**Records to use**
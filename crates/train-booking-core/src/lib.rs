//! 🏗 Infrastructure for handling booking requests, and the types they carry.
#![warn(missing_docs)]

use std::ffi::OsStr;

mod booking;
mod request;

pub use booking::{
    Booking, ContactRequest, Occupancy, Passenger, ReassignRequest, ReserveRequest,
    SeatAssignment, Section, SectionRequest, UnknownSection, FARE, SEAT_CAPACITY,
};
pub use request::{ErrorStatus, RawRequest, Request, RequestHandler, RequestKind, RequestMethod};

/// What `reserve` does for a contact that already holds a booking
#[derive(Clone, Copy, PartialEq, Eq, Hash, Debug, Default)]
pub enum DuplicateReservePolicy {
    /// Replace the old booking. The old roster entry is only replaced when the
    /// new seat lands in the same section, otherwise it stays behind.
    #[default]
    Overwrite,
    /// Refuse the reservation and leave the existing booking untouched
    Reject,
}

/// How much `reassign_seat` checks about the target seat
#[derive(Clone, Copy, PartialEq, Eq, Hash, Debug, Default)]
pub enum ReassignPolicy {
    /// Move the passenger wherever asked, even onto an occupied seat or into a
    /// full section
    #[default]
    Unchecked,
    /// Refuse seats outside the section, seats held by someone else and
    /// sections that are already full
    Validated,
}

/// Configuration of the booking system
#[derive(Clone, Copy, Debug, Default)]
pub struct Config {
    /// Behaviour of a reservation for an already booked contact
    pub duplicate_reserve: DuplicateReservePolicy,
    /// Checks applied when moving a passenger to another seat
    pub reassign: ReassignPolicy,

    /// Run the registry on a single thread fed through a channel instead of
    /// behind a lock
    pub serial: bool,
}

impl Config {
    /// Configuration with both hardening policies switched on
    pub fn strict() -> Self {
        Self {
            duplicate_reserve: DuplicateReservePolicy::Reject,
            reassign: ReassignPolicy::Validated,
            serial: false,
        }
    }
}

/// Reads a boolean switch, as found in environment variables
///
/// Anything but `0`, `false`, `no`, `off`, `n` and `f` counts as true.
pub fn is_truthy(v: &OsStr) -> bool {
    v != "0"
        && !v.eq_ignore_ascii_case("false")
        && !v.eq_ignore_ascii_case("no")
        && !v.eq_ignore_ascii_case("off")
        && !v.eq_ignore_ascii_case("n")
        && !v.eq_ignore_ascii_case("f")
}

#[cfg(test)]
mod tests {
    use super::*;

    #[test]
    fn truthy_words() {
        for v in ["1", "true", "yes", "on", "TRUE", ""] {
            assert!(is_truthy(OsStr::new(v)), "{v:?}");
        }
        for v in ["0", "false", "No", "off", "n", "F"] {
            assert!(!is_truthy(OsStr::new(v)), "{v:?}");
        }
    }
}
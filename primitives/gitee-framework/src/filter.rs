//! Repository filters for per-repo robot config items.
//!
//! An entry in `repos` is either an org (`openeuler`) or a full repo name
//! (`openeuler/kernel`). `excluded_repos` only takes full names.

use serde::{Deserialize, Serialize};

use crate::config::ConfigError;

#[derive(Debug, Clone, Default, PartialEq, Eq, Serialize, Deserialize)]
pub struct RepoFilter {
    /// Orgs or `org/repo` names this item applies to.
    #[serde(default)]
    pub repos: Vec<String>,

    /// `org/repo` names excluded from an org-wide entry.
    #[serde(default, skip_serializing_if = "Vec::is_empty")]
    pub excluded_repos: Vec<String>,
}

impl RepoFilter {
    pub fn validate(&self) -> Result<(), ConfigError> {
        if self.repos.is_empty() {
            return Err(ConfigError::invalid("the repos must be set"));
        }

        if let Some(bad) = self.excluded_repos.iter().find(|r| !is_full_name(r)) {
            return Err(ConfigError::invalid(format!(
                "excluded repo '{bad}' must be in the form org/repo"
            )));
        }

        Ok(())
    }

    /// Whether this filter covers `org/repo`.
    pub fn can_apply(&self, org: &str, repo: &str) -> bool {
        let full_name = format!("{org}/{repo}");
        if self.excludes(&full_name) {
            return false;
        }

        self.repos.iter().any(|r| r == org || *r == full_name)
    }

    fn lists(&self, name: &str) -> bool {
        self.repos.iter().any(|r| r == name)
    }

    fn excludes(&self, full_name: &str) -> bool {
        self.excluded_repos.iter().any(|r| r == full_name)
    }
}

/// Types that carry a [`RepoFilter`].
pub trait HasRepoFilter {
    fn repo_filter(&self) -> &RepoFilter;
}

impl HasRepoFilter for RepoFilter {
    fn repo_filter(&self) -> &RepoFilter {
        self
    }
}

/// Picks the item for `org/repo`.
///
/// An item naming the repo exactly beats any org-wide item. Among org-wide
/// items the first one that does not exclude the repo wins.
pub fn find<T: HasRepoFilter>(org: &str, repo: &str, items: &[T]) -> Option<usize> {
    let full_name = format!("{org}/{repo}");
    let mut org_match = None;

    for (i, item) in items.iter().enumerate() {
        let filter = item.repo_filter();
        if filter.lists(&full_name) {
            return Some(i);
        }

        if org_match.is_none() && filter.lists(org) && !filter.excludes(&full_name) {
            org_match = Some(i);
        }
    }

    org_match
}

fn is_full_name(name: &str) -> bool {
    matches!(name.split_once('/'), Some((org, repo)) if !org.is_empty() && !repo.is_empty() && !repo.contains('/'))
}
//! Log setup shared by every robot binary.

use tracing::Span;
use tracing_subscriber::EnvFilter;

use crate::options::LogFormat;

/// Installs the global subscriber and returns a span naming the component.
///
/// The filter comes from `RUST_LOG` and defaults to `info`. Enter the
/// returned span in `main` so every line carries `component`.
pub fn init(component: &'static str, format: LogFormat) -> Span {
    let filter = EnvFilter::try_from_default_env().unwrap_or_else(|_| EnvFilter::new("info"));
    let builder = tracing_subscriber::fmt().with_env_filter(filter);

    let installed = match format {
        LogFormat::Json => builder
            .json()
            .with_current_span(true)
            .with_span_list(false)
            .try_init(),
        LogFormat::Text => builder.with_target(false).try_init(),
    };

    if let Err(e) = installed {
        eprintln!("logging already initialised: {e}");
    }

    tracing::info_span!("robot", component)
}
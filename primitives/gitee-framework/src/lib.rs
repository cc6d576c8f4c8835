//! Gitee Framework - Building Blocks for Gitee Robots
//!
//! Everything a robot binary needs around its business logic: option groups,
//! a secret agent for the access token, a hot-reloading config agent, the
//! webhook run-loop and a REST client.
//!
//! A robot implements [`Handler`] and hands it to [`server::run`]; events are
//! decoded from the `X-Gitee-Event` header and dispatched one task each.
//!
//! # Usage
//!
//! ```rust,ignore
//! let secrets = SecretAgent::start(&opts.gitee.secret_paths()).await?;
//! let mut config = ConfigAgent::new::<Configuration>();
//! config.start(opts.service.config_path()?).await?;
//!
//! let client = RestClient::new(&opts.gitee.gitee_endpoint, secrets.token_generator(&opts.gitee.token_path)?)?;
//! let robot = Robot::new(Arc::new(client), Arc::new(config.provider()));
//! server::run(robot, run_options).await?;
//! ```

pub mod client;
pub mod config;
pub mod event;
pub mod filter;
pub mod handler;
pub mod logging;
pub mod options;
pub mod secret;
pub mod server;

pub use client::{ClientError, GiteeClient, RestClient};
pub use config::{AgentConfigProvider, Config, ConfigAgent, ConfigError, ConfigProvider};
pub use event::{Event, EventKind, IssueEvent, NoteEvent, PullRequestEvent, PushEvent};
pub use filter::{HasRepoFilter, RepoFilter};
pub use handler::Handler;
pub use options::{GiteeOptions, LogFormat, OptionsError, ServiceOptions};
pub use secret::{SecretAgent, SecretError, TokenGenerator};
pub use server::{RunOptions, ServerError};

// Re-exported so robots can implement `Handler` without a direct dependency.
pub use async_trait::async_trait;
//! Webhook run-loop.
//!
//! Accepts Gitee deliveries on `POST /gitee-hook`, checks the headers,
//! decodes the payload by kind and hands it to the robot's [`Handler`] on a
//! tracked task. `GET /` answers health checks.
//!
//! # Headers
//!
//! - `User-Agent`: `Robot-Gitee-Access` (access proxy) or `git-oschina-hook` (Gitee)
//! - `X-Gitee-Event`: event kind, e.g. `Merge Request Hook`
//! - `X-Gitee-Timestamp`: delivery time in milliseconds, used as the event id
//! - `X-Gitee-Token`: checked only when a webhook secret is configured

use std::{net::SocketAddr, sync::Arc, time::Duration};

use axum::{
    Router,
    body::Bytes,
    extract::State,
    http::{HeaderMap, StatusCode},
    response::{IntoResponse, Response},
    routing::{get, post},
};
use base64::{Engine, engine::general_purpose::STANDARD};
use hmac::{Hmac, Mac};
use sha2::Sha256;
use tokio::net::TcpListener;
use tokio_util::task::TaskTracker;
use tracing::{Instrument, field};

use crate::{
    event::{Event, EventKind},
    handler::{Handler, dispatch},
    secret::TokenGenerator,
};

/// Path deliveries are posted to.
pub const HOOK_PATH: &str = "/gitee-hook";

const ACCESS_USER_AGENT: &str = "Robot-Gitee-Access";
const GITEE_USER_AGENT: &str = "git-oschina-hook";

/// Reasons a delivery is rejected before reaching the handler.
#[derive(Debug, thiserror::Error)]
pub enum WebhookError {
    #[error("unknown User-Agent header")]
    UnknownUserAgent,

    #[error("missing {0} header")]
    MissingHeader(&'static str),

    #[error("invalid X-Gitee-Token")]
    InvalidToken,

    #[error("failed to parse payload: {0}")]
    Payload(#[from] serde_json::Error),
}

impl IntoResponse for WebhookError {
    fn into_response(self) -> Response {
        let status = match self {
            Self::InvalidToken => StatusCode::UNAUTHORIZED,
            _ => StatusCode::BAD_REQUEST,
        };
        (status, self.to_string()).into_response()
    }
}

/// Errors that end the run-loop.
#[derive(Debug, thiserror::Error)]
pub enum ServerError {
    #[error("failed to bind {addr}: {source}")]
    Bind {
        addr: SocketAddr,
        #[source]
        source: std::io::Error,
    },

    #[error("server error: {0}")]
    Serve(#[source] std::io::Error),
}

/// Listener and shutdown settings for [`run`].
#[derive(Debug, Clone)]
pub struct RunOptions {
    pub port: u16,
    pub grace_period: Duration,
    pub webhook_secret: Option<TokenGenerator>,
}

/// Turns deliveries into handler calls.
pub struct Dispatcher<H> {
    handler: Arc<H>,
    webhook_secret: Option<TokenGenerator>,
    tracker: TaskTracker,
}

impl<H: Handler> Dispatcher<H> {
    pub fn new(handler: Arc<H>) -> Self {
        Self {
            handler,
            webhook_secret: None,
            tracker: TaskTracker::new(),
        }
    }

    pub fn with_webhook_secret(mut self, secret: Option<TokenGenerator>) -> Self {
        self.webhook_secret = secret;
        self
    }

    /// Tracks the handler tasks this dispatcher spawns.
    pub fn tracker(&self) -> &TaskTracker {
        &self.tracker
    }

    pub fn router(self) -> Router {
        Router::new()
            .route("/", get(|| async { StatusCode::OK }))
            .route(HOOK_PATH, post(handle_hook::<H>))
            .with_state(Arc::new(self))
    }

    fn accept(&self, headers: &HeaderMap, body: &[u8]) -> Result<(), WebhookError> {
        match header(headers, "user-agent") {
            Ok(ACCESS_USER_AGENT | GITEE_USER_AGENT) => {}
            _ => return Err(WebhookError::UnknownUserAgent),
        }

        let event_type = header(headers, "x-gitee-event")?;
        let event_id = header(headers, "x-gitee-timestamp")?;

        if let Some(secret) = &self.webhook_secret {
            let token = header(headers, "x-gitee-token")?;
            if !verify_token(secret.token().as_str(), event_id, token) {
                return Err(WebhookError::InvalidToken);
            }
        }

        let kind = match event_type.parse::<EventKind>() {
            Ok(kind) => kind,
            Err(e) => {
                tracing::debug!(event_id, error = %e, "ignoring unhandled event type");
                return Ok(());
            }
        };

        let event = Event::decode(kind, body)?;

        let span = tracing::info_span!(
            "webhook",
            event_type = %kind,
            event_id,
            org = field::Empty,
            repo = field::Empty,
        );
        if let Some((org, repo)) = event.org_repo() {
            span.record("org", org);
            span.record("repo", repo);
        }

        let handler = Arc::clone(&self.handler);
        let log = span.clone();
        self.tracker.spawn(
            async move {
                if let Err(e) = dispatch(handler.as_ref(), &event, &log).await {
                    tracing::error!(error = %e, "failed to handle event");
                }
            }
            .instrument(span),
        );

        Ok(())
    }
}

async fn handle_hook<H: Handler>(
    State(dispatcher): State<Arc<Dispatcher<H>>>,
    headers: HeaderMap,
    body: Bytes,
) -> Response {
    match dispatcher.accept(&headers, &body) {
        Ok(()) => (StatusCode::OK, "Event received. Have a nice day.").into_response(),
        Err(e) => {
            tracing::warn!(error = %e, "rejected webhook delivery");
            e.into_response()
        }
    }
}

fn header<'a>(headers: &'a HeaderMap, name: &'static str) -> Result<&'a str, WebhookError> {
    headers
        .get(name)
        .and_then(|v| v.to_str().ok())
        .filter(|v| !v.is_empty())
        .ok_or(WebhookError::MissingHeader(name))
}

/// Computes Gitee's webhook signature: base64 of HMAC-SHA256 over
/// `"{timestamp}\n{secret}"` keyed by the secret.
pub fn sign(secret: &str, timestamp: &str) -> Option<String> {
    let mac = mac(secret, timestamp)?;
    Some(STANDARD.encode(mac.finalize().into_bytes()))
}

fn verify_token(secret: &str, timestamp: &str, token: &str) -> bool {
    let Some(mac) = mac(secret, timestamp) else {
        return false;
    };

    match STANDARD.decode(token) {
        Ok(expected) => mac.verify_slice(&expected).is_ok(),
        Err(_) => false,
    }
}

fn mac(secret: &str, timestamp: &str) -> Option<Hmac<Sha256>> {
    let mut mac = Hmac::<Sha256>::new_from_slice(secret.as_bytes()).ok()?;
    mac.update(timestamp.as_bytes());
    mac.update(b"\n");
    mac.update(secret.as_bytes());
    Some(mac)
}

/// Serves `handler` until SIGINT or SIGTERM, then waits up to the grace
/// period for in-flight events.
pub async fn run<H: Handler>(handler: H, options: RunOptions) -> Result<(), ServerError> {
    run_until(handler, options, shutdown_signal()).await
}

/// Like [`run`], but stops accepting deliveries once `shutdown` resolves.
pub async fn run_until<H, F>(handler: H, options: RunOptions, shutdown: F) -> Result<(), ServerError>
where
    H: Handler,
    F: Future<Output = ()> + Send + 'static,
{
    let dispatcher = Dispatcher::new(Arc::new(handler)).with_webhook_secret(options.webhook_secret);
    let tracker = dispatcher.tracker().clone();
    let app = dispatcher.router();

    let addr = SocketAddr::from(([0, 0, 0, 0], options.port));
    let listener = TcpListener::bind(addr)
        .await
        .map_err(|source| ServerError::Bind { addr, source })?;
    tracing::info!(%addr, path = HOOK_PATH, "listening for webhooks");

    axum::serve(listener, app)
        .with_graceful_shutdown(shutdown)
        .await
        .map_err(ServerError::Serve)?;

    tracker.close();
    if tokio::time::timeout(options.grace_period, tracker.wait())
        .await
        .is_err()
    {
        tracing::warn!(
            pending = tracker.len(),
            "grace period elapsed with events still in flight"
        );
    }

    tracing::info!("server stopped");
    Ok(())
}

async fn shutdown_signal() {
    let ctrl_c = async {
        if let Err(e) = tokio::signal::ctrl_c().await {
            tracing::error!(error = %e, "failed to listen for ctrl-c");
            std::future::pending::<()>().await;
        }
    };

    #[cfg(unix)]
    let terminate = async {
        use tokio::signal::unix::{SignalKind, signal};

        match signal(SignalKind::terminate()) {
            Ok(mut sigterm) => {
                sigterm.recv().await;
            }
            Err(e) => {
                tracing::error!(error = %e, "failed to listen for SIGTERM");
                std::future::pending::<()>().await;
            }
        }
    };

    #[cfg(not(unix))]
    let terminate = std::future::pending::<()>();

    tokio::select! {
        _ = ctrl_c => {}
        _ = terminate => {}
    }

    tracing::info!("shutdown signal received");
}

**What this task involves**
Lines of the listing above that hold the string "OsStr" should each be copied.

**Answer for the task**
use std::ffi::OsStr;
pub fn is_truthy(v: &OsStr) -> bool {
            assert!(is_truthy(OsStr::new(v)), "{v:?}");
            assert!(!is_truthy(OsStr::new(v)), "{v:?}");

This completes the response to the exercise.